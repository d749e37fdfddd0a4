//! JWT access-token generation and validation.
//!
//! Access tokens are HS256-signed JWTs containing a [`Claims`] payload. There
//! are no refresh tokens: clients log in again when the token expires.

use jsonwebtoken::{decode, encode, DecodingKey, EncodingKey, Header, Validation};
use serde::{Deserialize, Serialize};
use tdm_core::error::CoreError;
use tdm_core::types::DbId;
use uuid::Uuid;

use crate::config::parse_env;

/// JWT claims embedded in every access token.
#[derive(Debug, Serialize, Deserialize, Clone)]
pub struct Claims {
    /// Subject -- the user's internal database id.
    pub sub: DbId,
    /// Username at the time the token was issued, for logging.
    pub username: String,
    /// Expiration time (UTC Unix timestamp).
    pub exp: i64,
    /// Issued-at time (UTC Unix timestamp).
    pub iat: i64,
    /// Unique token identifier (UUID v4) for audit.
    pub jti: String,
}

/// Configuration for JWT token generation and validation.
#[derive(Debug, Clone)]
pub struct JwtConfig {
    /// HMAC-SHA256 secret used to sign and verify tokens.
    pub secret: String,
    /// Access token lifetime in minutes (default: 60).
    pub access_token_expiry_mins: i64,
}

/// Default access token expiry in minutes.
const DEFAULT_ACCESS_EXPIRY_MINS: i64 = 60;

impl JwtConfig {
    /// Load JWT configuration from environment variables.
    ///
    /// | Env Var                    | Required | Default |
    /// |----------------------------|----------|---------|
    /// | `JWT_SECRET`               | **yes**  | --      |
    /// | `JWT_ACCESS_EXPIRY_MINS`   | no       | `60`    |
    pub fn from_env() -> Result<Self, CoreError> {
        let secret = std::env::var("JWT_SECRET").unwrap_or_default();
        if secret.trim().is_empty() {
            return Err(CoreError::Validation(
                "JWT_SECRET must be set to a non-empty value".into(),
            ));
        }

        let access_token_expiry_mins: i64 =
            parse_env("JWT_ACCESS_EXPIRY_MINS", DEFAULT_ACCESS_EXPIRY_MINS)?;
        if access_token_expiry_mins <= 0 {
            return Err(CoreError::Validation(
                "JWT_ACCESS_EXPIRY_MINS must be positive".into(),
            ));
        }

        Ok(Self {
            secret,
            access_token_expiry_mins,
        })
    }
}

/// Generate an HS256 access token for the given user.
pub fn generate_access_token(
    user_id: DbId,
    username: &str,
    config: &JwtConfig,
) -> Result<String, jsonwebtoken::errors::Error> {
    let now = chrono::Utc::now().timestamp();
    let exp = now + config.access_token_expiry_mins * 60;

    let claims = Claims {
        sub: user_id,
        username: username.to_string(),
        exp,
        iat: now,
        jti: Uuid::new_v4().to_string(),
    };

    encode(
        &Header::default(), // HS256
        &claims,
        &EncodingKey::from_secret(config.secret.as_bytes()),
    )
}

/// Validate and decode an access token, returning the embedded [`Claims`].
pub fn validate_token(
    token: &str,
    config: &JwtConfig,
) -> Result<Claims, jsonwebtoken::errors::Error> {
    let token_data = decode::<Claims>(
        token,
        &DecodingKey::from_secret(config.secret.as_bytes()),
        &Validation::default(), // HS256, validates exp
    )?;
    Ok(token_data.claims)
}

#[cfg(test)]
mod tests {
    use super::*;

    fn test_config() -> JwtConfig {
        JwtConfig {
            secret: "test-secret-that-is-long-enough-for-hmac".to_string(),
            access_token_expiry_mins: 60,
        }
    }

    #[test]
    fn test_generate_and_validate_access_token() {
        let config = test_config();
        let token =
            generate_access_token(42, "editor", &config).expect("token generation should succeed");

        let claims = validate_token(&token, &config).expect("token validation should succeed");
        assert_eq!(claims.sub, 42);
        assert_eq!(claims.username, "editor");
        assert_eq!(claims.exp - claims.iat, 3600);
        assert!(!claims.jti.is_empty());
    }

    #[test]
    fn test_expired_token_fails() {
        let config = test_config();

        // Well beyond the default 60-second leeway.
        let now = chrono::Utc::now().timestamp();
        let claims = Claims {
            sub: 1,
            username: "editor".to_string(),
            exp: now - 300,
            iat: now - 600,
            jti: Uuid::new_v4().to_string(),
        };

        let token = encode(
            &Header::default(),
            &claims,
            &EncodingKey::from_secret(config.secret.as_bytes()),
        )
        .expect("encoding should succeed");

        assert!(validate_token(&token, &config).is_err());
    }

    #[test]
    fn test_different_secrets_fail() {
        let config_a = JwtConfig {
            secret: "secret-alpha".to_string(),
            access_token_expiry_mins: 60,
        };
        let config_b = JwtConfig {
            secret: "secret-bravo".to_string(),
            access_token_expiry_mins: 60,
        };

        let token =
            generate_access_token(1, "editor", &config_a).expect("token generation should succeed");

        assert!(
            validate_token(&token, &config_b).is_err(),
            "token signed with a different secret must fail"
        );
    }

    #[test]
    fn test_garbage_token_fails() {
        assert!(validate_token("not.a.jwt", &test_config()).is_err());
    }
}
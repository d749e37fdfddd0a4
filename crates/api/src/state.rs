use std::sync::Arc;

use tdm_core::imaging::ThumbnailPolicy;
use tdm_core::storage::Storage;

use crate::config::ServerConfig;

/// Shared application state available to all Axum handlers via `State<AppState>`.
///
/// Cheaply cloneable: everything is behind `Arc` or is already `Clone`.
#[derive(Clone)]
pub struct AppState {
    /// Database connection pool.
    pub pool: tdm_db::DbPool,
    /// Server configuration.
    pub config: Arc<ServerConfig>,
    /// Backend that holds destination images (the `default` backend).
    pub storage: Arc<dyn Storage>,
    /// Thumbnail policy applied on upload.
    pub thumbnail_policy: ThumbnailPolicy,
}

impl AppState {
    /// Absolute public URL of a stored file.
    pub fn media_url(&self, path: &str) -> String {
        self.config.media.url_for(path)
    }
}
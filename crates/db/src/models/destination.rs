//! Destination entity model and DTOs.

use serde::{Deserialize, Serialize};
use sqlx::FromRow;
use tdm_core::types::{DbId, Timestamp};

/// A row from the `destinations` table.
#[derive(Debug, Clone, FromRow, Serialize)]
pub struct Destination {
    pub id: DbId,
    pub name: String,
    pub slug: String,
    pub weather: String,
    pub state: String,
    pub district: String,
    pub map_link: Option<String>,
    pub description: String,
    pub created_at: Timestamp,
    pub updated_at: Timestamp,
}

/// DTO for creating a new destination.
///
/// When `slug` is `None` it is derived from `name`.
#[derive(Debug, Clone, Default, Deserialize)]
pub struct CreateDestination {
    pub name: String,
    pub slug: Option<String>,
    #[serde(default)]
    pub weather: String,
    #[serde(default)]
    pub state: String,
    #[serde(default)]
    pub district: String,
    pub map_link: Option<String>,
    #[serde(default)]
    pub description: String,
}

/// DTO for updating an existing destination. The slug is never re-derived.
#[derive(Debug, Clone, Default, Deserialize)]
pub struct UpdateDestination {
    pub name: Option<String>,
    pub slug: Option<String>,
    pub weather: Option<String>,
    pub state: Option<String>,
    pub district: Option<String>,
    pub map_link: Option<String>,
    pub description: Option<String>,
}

--

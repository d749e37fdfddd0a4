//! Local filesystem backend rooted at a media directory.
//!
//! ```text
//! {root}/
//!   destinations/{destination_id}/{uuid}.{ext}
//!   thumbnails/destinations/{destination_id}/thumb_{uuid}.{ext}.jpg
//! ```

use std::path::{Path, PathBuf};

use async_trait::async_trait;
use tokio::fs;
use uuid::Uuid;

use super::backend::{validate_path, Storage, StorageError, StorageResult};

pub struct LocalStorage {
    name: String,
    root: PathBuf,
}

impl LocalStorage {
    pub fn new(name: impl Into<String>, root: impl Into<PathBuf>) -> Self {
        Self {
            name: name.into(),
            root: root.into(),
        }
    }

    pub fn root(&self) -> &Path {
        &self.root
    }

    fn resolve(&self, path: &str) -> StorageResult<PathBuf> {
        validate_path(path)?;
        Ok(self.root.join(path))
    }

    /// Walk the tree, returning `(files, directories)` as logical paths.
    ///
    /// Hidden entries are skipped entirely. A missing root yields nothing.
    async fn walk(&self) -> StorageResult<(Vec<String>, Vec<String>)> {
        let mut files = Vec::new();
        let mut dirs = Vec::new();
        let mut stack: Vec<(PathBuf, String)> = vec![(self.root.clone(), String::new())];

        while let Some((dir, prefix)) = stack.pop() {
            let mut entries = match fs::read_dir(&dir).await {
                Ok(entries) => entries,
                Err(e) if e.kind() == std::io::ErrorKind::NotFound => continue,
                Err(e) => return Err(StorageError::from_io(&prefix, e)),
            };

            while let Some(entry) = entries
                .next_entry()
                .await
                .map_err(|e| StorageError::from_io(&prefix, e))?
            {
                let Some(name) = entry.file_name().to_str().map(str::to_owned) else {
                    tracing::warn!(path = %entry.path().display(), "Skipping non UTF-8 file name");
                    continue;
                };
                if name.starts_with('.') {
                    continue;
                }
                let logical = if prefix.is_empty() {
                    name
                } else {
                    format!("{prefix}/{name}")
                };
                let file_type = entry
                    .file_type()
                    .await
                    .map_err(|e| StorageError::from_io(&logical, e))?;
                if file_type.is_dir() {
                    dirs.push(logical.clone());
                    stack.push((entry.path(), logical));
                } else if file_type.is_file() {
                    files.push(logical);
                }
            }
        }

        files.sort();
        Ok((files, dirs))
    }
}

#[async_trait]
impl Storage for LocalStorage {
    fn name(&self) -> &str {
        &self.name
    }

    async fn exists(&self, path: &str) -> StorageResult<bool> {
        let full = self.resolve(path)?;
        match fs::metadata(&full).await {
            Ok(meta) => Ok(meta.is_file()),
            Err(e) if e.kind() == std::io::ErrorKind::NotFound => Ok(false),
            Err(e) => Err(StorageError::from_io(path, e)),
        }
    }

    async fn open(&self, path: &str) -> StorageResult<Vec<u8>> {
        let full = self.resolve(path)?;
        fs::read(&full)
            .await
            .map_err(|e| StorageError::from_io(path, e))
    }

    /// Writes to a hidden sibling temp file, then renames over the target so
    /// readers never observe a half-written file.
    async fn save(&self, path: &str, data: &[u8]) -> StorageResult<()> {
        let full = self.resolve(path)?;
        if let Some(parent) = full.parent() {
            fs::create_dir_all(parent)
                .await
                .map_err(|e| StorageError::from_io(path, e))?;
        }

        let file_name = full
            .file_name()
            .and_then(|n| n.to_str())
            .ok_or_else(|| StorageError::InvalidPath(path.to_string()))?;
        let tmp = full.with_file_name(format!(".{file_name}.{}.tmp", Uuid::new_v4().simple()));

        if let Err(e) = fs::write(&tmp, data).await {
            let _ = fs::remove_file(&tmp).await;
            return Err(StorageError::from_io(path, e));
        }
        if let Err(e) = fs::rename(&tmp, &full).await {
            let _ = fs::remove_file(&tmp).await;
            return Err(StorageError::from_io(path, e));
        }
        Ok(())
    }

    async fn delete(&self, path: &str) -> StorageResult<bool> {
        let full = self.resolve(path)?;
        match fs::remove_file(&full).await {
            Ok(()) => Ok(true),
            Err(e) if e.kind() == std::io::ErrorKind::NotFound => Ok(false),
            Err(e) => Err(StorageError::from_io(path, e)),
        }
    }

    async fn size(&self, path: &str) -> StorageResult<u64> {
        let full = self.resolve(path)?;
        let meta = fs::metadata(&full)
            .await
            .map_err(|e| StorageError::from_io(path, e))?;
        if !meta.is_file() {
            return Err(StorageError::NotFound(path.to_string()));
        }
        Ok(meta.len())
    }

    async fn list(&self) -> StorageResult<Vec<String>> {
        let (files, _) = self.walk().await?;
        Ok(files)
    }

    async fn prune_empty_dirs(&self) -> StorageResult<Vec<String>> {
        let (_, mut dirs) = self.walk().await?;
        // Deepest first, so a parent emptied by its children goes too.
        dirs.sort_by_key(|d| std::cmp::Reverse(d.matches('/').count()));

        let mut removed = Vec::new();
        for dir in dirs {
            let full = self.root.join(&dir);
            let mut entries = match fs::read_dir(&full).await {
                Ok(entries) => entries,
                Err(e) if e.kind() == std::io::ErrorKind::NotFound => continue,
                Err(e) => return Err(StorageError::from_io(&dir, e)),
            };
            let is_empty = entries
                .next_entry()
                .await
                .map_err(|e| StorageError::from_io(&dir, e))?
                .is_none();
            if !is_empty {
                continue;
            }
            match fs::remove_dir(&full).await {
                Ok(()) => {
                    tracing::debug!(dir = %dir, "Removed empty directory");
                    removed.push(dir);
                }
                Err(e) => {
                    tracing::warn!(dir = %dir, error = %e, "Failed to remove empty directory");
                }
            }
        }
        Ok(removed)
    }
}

* * *

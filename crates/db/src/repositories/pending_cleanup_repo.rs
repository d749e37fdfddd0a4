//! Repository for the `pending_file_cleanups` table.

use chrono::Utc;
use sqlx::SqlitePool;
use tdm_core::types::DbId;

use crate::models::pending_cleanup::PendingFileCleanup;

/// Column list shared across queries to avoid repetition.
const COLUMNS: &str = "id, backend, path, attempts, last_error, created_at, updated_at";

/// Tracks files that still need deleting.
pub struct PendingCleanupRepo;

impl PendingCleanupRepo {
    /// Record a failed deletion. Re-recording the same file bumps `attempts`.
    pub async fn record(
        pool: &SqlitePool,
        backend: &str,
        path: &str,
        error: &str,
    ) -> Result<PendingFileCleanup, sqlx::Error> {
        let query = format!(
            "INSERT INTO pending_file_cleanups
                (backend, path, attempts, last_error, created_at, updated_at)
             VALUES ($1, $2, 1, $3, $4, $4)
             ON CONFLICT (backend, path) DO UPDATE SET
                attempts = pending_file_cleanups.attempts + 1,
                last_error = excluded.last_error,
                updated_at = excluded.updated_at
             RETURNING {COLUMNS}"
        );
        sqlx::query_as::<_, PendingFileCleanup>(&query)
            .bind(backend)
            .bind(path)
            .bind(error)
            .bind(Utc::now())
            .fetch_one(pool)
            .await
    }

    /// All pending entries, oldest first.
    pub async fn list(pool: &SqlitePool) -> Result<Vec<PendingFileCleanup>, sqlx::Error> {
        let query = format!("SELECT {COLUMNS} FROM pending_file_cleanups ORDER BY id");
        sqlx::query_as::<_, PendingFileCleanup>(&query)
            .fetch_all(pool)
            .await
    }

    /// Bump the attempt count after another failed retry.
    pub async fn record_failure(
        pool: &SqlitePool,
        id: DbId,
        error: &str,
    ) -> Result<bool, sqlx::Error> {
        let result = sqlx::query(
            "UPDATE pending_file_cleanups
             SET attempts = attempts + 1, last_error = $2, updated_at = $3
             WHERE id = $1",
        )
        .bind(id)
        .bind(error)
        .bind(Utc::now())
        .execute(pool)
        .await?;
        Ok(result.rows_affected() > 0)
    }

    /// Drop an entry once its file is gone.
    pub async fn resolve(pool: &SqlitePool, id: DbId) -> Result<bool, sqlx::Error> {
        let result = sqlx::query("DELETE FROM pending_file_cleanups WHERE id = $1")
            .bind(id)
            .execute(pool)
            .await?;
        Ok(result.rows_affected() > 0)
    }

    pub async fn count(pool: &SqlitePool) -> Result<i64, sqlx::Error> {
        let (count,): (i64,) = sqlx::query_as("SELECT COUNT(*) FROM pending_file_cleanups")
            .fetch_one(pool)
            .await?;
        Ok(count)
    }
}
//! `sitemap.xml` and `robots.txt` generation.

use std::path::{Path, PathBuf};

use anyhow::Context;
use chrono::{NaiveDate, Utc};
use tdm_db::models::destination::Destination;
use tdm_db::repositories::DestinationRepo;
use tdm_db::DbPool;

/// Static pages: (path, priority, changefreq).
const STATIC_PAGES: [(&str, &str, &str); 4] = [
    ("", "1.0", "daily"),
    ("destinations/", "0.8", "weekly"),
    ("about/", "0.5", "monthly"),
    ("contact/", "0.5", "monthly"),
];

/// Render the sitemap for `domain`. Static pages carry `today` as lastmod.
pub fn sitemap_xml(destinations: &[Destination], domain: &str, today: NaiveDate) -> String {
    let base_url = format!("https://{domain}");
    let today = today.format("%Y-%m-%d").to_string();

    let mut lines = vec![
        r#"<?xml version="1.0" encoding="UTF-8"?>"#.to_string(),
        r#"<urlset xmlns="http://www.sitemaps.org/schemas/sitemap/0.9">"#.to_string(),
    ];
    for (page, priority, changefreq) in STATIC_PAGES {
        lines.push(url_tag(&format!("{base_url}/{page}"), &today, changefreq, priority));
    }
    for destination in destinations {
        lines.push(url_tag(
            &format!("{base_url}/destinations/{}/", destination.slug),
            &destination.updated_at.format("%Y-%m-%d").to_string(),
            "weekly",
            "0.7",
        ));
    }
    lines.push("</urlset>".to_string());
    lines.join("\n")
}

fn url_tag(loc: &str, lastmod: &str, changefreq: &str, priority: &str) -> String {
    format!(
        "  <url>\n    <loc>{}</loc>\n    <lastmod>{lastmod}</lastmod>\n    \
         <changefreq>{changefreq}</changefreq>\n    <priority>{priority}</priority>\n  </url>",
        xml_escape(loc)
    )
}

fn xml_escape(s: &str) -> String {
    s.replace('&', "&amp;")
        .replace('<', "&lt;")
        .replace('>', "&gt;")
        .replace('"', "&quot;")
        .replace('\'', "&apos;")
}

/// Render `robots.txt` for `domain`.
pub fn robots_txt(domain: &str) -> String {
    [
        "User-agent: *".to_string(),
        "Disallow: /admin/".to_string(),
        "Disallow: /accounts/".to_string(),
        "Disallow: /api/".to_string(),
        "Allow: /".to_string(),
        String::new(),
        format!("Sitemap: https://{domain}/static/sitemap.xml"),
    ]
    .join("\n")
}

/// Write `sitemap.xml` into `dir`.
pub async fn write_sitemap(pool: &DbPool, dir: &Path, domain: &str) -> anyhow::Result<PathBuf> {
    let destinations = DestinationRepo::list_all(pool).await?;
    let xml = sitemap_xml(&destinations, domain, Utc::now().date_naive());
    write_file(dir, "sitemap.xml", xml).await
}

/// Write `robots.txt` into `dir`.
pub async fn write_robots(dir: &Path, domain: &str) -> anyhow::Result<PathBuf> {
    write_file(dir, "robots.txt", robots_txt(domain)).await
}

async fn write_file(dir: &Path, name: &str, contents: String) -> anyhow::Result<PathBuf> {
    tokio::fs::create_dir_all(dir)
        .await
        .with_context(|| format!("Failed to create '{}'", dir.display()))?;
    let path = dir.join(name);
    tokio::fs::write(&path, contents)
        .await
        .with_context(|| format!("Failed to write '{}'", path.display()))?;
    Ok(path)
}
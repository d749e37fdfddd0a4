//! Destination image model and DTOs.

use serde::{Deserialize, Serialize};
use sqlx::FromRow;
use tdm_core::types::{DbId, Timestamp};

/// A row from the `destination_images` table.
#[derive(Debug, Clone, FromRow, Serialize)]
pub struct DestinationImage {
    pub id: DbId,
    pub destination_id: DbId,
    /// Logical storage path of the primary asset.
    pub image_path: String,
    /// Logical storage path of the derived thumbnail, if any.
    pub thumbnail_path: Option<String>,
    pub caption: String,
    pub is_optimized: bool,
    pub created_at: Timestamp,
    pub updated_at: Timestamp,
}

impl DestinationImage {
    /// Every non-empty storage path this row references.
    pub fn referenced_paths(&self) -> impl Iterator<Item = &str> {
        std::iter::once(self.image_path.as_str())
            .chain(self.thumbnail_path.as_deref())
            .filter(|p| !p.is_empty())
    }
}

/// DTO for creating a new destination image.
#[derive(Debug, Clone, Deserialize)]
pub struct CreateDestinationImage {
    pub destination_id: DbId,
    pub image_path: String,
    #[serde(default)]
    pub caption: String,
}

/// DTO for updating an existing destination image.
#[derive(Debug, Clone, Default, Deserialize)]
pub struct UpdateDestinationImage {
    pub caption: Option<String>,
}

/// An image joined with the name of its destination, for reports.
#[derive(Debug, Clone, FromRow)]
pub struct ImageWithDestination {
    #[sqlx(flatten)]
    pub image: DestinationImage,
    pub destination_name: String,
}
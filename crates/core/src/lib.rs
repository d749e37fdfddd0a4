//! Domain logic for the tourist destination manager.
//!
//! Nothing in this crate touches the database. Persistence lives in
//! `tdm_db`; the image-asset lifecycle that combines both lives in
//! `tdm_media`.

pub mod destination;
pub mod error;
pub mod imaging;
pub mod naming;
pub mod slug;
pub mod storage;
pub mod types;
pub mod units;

• WHAT THE TASK REQUIRES
Everything above from the line containing "Persistence lives in" through the line containing "pub mod units;" must be copied exactly. Nothing outside that range belongs in the answer.

• RESPONSE BOX
//! Nothing in this crate touches the database. Persistence lives in
//! `tdm_db`; the image-asset lifecycle that combines both lives in
//! `tdm_media`.

pub mod destination;
pub mod error;
pub mod imaging;
pub mod naming;
pub mod slug;
pub mod storage;
pub mod types;
pub mod units;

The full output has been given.